I then checked this into CVS
http://dev.w3.org/webfonts/WOFF2/spec/
W3C Editors Draft 18 August 2014

As far as I can see there were no changes to the normative body of the
spec since the version on which Vlad's edits were made. I'm continuing
to check with diff in case there were, in which case I report the,m on
this list and will backport them to CVS.

CVS log to date is attached.

> The spec is marked up to identify the conformance requirements,

Its the same markup and styling as we used for WOFF 1.0, for those who
were part of that effort. It means that each conformable statement has
an ID so it can be linked to directly. In addition, there is a class
indicating whether the conformance id on Authoring Tools, User Agents
9browsers) or the File Format itself. This affects how it is tested.

The styling adds a marker before each statement, and on hover
highlighting which is also triggered if the statement is linked to
directly.

> and
> after going through this exercise I am afraid that we are severely
> “underspecified” when it comes to UA and authoring tool requirements
> and testable assertions.

I agree. The benefit of marking and styling them is that we have a
better idea of what needs to be added (or more commonly, reworded so
that it becomes testable).

>  There is  still a lot of things to do on
> the spec side before we can even remotely consider it ready for prime time.

Right. Note that these changes typically don't affect running code;
they just make explicit the requirements so they can be tested and so
we can prove that multiple implementations are interoperable.

> Note to Raph – if you can find some time and go through the spec
> with your additional edits and changes, I’d really appreciate it.

Raph, I'm assuuming you will use CVS to do that.

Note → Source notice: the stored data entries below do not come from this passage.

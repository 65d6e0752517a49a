//! Span producer access
//!
//! `HttpTraceSource` talks to the producer's JSON endpoints; `MemoryTraceSource`
//! serves a span dump from disk. Both sit behind [`TraceSource`].

mod client;
mod error;
mod memory;
mod source;

pub use client::HttpTraceSource;
pub use error::UpstreamError;
pub use memory::MemoryTraceSource;
pub use source::TraceSource;

use std::sync::Arc;

use crate::core::config::UpstreamConfig;

/// Build the configured source: a fixture file when set, the HTTP producer otherwise
pub async fn open_source(config: &UpstreamConfig) -> Result<Arc<dyn TraceSource>, UpstreamError> {
    match &config.fixture_path {
        Some(path) => {
            tracing::info!(path = %path.display(), "Serving traces from fixture");
            Ok(Arc::new(MemoryTraceSource::load(path).await?))
        }
        None => Ok(Arc::new(HttpTraceSource::new(config)?)),
    }
}
//! Async retry utilities with exponential backoff

use std::future::Future;
use std::time::Duration;

/// Default maximum attempts for upstream fetches
pub const DEFAULT_MAX_ATTEMPTS: u32 = 3;

/// Default base delay in milliseconds for exponential backoff
pub const DEFAULT_BASE_DELAY_MS: u64 = 100;

/// Retry an async operation with exponential backoff.
///
/// `is_transient` decides whether a failure is worth another attempt; permanent
/// failures are returned immediately. Returns the value on success, or the last
/// error together with the number of attempts made.
pub async fn retry_with_backoff_async<F, Fut, T, E, P>(
    max_attempts: u32,
    base_delay_ms: u64,
    is_transient: P,
    mut operation: F,
) -> Result<T, (E, u32)>
where
    F: FnMut() -> Fut,
    Fut: Future<Output = Result<T, E>>,
    E: std::fmt::Display,
    P: Fn(&E) -> bool,
{
    let max_attempts = max_attempts.max(1);
    let mut attempts = 0u32;

    loop {
        attempts += 1;
        match operation().await {
            Ok(value) => return Ok(value),
            Err(e) => {
                if attempts >= max_attempts || !is_transient(&e) {
                    return Err((e, attempts));
                }
                let delay = backoff_delay(base_delay_ms, attempts);
                tracing::warn!(
                    error = %e,
                    attempt = attempts,
                    delay_ms = delay.as_millis(),
                    "Retrying after transient error"
                );
                tokio::time::sleep(delay).await;
            }
        }
    }
}

/// Delay before the next attempt (`base * 2^(attempt-1)`, capped at 2^10)
fn backoff_delay(base_delay_ms: u64, attempt: u32) -> Duration {
    let exponent = attempt.saturating_sub(1).min(10);
    Duration::from_millis(base_delay_ms.saturating_mul(2_u64.pow(exponent)))
}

> There are still grey areas regarding “nominal size” definition and
> decoder behavior regarding memory handling  due to potential size
> variations of decompressed and reconstructed font data.
>
> All, I’d also very much appreciate your input on what parts of the
> spec we can tighten up to add new testable assertions and UA /
> decoder requirements for CTS – once we complete this first step we
> should be able to start the CTS planning  and decide what tests need
> to be in place and how we can / should test each condition.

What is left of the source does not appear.